Das Sonderheft 6/2024 unserer Zeitschrift handelt von der botanischen Praxis der Herrnhuter Brüdergemeine (Ehrlacher etl al. 2024). Ein handschriftliches Exkursionstagebuch von 1766 beschreibt damalige Exkursionsrouten und enthält gefundene Pflanzenarten, welche z. T. herbarisiert wurden und bis heute im Herbarium der Technischen Universität Dresden erhalten sind. Diese Ortsangaben finden sich in einem der frühesten Florenwerke Sachsen-Anhalts nach der neuen binären Nomenklatur von Linné, der Flora Barbiensis von Friedrich Adam Scholler (1775) und Nachfolgeflora (1787), wieder. Die Auswertung des Exkursionstagebuches und der Herbarbelege ermöglichen einzigartige Einblicke in die botanischen Aktivitäten der Herrnhuter Brüdergemeine und die damalige sachsen-anhaltische Lokalflora an der Elbe bei Barby. Durchgeführt wurde diese von Studenten und Dozenten der hier im Schloss von Barby untergebrachten Akademie der Herrnhuter Brüdergemeine, die darüber ein botanisches Exkursionstagebuch geführt haben.

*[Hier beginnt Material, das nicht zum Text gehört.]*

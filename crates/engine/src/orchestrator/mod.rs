// SPDX-License-Identifier: BUSL-1.1
// Copyright (c) 2026 Alfred Jean LLC

//! The orchestrator: installation flow, event dispatch, control surface.
//!
//! One instance owns the store, the registries, the tool engine, and the
//! per-user locks. The control-surface methods are transport-agnostic;
//! an HTTP or gRPC layer is an external collaborator.

mod dispatch;

use crate::cache::{NullCache, ProjectionCache};
use crate::config::EngineConfig;
use crate::error::EngineError;
use crate::locks::UserLocks;
use crate::registry::{AgentRegistry, ToolRegistry};
use crate::tools::ToolEngine;
use std::sync::Arc;
use tokio_util::sync::CancellationToken;
use troupe_core::{
    Agent, AgentContext, AgentId, AgentInstallation, AgentManifest, ApprovalDecision, Clock,
    EventRecord, ExecutionTrace, JsonMap, ManifestKey, SystemClock, Tool, ToolDefinition,
    ToolExecution, ToolExecutionId, UserId,
};
use troupe_storage::Store;

/// Multi-tenant agent orchestration core.
pub struct Orchestrator<C: Clock = SystemClock> {
    store: Arc<Store>,
    agents: AgentRegistry,
    tools: ToolEngine<C>,
    cache: Arc<dyn ProjectionCache>,
    locks: UserLocks,
    config: EngineConfig,
    clock: C,
    cancel: CancellationToken,
}

impl Orchestrator<SystemClock> {
    /// Open the store at the configured state dir and build an
    /// orchestrator on the system clock.
    pub fn open(config: EngineConfig) -> Result<Self, EngineError> {
        let store = Arc::new(Store::open(&config.state_dir)?);
        Ok(Self::new(store, config, SystemClock))
    }
}

impl<C: Clock + 'static> Orchestrator<C> {
    pub fn new(store: Arc<Store>, config: EngineConfig, clock: C) -> Self {
        Self {
            tools: ToolEngine::new(Arc::clone(&store), ToolRegistry::new(), clock.clone()),
            store,
            agents: AgentRegistry::new(),
            cache: Arc::new(NullCache),
            locks: UserLocks::new(),
            config,
            clock,
            cancel: CancellationToken::new(),
        }
    }

    /// Use a projection cache in front of the store (default: none).
    pub fn with_cache(mut self, cache: Arc<dyn ProjectionCache>) -> Self {
        self.cache = cache;
        self
    }

    /// Token observed between agents and before cascades; cancelling it
    /// stops in-flight dispatches at the next boundary.
    pub fn cancellation_token(&self) -> CancellationToken {
        self.cancel.clone()
    }

    pub fn store(&self) -> &Arc<Store> {
        &self.store
    }

    // ── Startup registration ────────────────────────────────────────────

    /// Register an agent implementation under its manifest's key.
    pub fn register_agent(&self, agent: Arc<dyn Agent>) {
        self.agents.register(agent);
    }

    /// Register a tool implementation under its id.
    pub fn register_tool(&self, tool_id: impl Into<String>, tool: Arc<dyn Tool>) {
        self.tools.registry().register(tool_id, tool);
    }

    /// Publish a manifest into the catalog.
    pub fn register_manifest(&self, manifest: AgentManifest) -> Result<(), EngineError> {
        Ok(self.store.register_manifest(manifest)?)
    }

    /// Publish a tool definition into the catalog.
    pub fn define_tool(&self, definition: ToolDefinition) -> Result<(), EngineError> {
        Ok(self.store.define_tool(definition)?)
    }

    pub fn create_user(&self, user_id: &UserId, profile: JsonMap) -> Result<(), EngineError> {
        Ok(self.store.create_user(user_id, profile, self.clock.epoch_ms())?)
    }

    // ── Control surface ─────────────────────────────────────────────────

    /// Active manifests in the catalog.
    pub fn list_agents(&self) -> Vec<AgentManifest> {
        self.store.list_active_manifests()
    }

    /// One active manifest.
    pub fn get_agent(&self, agent_id: &AgentId, version: &str) -> Result<AgentManifest, EngineError> {
        let key = ManifestKey::new(agent_id.clone(), version);
        self.store
            .get_manifest(&key)
            .filter(|m| m.is_active())
            .ok_or(EngineError::ManifestNotFound(key))
    }

    /// Install an agent for a user and run its onboarding.
    ///
    /// Onboarding is transactional with the installation commit: nothing
    /// is persisted unless `onboard` succeeds, and the installation plus
    /// its initial memory commit as one batch.
    pub async fn install_agent(
        &self,
        user_id: &UserId,
        agent_id: &AgentId,
        version: &str,
        inputs: JsonMap,
    ) -> Result<AgentInstallation, EngineError> {
        let lock = self.locks.for_user(user_id);
        let _guard = lock.lock().await;

        let key = ManifestKey::new(agent_id.clone(), version);
        self.store
            .get_manifest(&key)
            .filter(|m| m.is_active())
            .ok_or_else(|| EngineError::ManifestNotFound(key.clone()))?;

        if !self.store.user_exists(user_id) {
            return Err(EngineError::UserNotFound(user_id.clone()));
        }
        if self.store.find_installation(user_id, agent_id, version).is_some() {
            return Err(EngineError::AlreadyInstalled {
                user_id: user_id.clone(),
                agent_id: agent_id.clone(),
                version: version.to_string(),
            });
        }

        let agent = self.agents.get(&key)?;

        let (user_profile, shared_context) = self.store.read_user_context(user_id)?;
        let initial_context = AgentContext {
            user_profile,
            shared_context,
            agent_memory: JsonMap::new(),
            recent_events: Vec::new(),
        };
        let memory = agent
            .onboard(&inputs, &initial_context)
            .map_err(|err| EngineError::OnboardingFailed(err.to_string()))?;

        let installation = self.store.create_installation(
            user_id,
            agent_id,
            version,
            memory,
            self.clock.epoch_ms(),
        )?;

        self.cache.invalidate_user_installations(user_id).await;
        tracing::info!(
            user = %user_id,
            agent = %key,
            installation = %installation.id,
            "agent installed"
        );
        Ok(installation)
    }

    /// Active installations for a user.
    pub fn list_user_agents(&self, user_id: &UserId) -> Vec<AgentInstallation> {
        self.store.list_active_installations(user_id)
    }

    /// Submit an externally-originated event and dispatch it.
    pub async fn create_event(
        &self,
        user_id: &UserId,
        event_type: &str,
        payload: JsonMap,
    ) -> Result<EventRecord, EngineError> {
        let lock = self.locks.for_user(user_id);
        let _guard = lock.lock().await;
        self.dispatch(user_id, event_type.to_string(), payload, None, 0).await
    }

    /// Newest-first events for a user.
    pub fn list_user_events(&self, user_id: &UserId, limit: usize) -> Vec<EventRecord> {
        self.store.list_recent_events(user_id, limit)
    }

    /// Traces recorded for one event, in dispatch order.
    pub fn list_event_traces(&self, event_id: &troupe_core::EventId) -> Vec<ExecutionTrace> {
        self.store.list_traces_for_event(event_id)
    }

    /// The user's shared context, cache-through.
    pub async fn read_shared_context(&self, user_id: &UserId) -> Result<JsonMap, EngineError> {
        if let Some(context) = self.cache.get_shared_context(user_id).await {
            return Ok(context);
        }
        let (_, shared_context) = self.store.read_user_context(user_id)?;
        self.cache.put_shared_context(user_id, &shared_context).await;
        Ok(shared_context)
    }

    /// Tool executions awaiting approval for a user.
    pub fn list_pending_tools(&self, user_id: &UserId) -> Vec<ToolExecution> {
        self.store.list_pending_tool_executions(user_id)
    }

    /// Review a pending tool execution.
    pub fn approve_tool(
        &self,
        reviewer_id: &UserId,
        execution_id: &ToolExecutionId,
        decision: ApprovalDecision,
        comment: Option<String>,
    ) -> Result<ToolExecution, EngineError> {
        self.tools.approve_tool_execution(execution_id, reviewer_id, decision, comment)
    }
}

#[cfg(test)]
#[path = "../orchestrator_tests/mod.rs"]
mod tests;
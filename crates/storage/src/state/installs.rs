// SPDX-License-Identifier: BUSL-1.1
// Copyright (c) 2026 Alfred Jean LLC

//! Installation and agent-memory change handlers.

use super::CoreState;
use crate::change::StateChange;
use troupe_core::shallow_merge;

pub(crate) fn apply(state: &mut CoreState, change: &StateChange) {
    match change {
        StateChange::InstallationCreated { installation, memory } => {
            let user_installs =
                state.installations.entry(installation.user_id.to_string()).or_default();
            let id = installation.id.to_string();
            // Guard: an installation is created exactly once.
            if !user_installs.contains_key(&id) {
                user_installs.insert(id.clone(), installation.clone());
                state.memories.insert(id, memory.clone());
            }
        }

        StateChange::AgentMemoryMerged { installation_id, patch } => {
            if let Some(memory) = state.memories.get_mut(installation_id) {
                shallow_merge(memory, patch.clone());
            }
        }

        _ => {}
    }
}
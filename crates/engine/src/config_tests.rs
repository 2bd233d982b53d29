// SPDX-License-Identifier: BUSL-1.1
// Copyright (c) 2026 Alfred Jean LLC

use super::*;

#[test]
fn defaults_match_contract() {
    let config = EngineConfig::default();
    assert_eq!(config.max_event_depth, 10);
    assert_eq!(config.agent_handler_timeout, Duration::from_secs(30));
    assert_eq!(config.recent_events_limit, 10);
    assert!(config.cache_url.is_none());
}

#[test]
fn empty_toml_yields_defaults() {
    let config = EngineConfig::from_toml("").unwrap();
    assert_eq!(config.max_event_depth, 10);
}

#[test]
fn toml_overrides_selected_keys() {
    let config = EngineConfig::from_toml(
        r#"
        state_dir = "/var/lib/troupe"
        cache_url = "redis://localhost:6379/0"
        max_event_depth = 4
        agent_handler_timeout = 5
        "#,
    )
    .unwrap();

    assert_eq!(config.state_dir, PathBuf::from("/var/lib/troupe"));
    assert_eq!(config.cache_url.as_deref(), Some("redis://localhost:6379/0"));
    assert_eq!(config.max_event_depth, 4);
    assert_eq!(config.agent_handler_timeout, Duration::from_secs(5));
    // Untouched keys keep their defaults.
    assert_eq!(config.recent_events_limit, 10);
}
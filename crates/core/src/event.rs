// SPDX-License-Identifier: BUSL-1.1
// Copyright (c) 2026 Alfred Jean LLC

//! Domain events: immutable, user-scoped, append-only.
//!
//! Events are facts. Once committed, a record never changes; the
//! orchestrator derives all agent activity from them.

use crate::json::JsonMap;
use crate::manifest::AgentId;
use crate::user::UserId;
use serde::{Deserialize, Serialize};

crate::define_id! {
    /// Unique identifier for a committed event.
    pub struct EventId("evt-");
}

/// An immutable event in a user's log.
///
/// `source_agent` is `None` for externally-originated events and carries
/// the emitting agent's id for cascaded events. The id and timestamp are
/// assigned by the store at append time and are never mutated afterwards.
#[derive(Debug, Clone, PartialEq, Serialize, Deserialize)]
pub struct EventRecord {
    pub id: EventId,
    pub user_id: UserId,
    pub event_type: String,
    #[serde(default, skip_serializing_if = "Option::is_none")]
    pub source_agent: Option<AgentId>,
    #[serde(default)]
    pub payload: JsonMap,
    pub created_at_ms: u64,
}

impl EventRecord {
    /// True for events submitted by an external caller rather than an agent.
    pub fn is_external(&self) -> bool {
        self.source_agent.is_none()
    }
}

#[cfg(test)]
#[path = "event_tests.rs"]
mod tests;
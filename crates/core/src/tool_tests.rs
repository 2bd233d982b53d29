// SPDX-License-Identifier: BUSL-1.1
// Copyright (c) 2026 Alfred Jean LLC

use super::*;
use yare::parameterized;

#[parameterized(
    always = { ApprovalMode::Always, true },
    optional = { ApprovalMode::Optional, true },
    never = { ApprovalMode::Never, false },
)]
fn approval_modes(mode: ApprovalMode, gated: bool) {
    assert_eq!(mode.requires_approval(), gated);
}

#[parameterized(
    pending_to_approved = { ToolExecutionStatus::Pending, ToolExecutionStatus::Approved, true },
    pending_to_rejected = { ToolExecutionStatus::Pending, ToolExecutionStatus::Rejected, true },
    pending_to_executing = { ToolExecutionStatus::Pending, ToolExecutionStatus::Executing, true },
    pending_to_completed = { ToolExecutionStatus::Pending, ToolExecutionStatus::Completed, false },
    approved_to_executing = { ToolExecutionStatus::Approved, ToolExecutionStatus::Executing, true },
    approved_to_rejected = { ToolExecutionStatus::Approved, ToolExecutionStatus::Rejected, false },
    executing_to_completed = { ToolExecutionStatus::Executing, ToolExecutionStatus::Completed, true },
    executing_to_failed = { ToolExecutionStatus::Executing, ToolExecutionStatus::Failed, true },
    executing_to_approved = { ToolExecutionStatus::Executing, ToolExecutionStatus::Approved, false },
    rejected_is_terminal = { ToolExecutionStatus::Rejected, ToolExecutionStatus::Executing, false },
    completed_is_terminal = { ToolExecutionStatus::Completed, ToolExecutionStatus::Failed, false },
    failed_is_terminal = { ToolExecutionStatus::Failed, ToolExecutionStatus::Executing, false },
)]
fn transition_table(
    from: ToolExecutionStatus,
    to: ToolExecutionStatus,
    allowed: bool,
) {
    assert_eq!(from.can_transition_to(to), allowed);
}

#[parameterized(
    pending = { ToolExecutionStatus::Pending, false },
    approved = { ToolExecutionStatus::Approved, false },
    executing = { ToolExecutionStatus::Executing, false },
    rejected = { ToolExecutionStatus::Rejected, true },
    completed = { ToolExecutionStatus::Completed, true },
    failed = { ToolExecutionStatus::Failed, true },
)]
fn terminal_statuses(status: ToolExecutionStatus, expected: bool) {
    assert_eq!(status.is_terminal(), expected);
}

#[test]
fn terminal_statuses_admit_no_transitions() {
    use ToolExecutionStatus::*;
    let all = [Pending, Approved, Rejected, Executing, Completed, Failed];
    for from in all.iter().filter(|s| s.is_terminal()) {
        for to in all {
            assert!(!from.can_transition_to(to), "{from} -> {to} should be illegal");
        }
    }
}

#[test]
fn tool_definition_builder_defaults() {
    let def = ToolDefinition::builder().build();
    assert_eq!(def.requires_human_approval, ApprovalMode::Never);
    assert_eq!(def.risk_level, RiskLevel::Low);
    assert!(def.approval_role.is_none());
}

#[test]
fn execution_status_serde_uses_snake_case() {
    let json = serde_json::to_string(&ToolExecutionStatus::Executing).unwrap();
    assert_eq!(json, "\"executing\"");
}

Unsere Exkursion am 24. Mai 2025 folgte in Abschnitten der am 16. Mai 1766 durchgeführten Wanderung zwischen Barby und Dornburg. Diese Exkursion hatte das Ziel, den Interessierten sowohl die aktuelle Flora des Gebietes als auch die Tätigkeiten der Herrnhuter Brüdergemeine im 18. Jahrhunderts sowie das Aussehen der damaligen Landschaft nahe zu bringen.
Die Exkursion mit mehr als 30 Teilnehmenden begann am Schloss Barby. Nach einer Einführung durch die Organisatoren und den Bürgermeister von Barby, Jörn Weinert, begann die Wanderung. Nach ca. einem Kilometer Fußweg auf dem Elbedeich wurde das beeindruckende Industriedenkmal, die Barbyer Elbebrücke von 1875, erreicht und auf ihr die weite Elbeaue überquert. Am östlichen Ende dieser Brücke überquerten wir die Nuthe, welche in die Elbe mündet. Weidengehölze säumten ihr naturnahes Ufer.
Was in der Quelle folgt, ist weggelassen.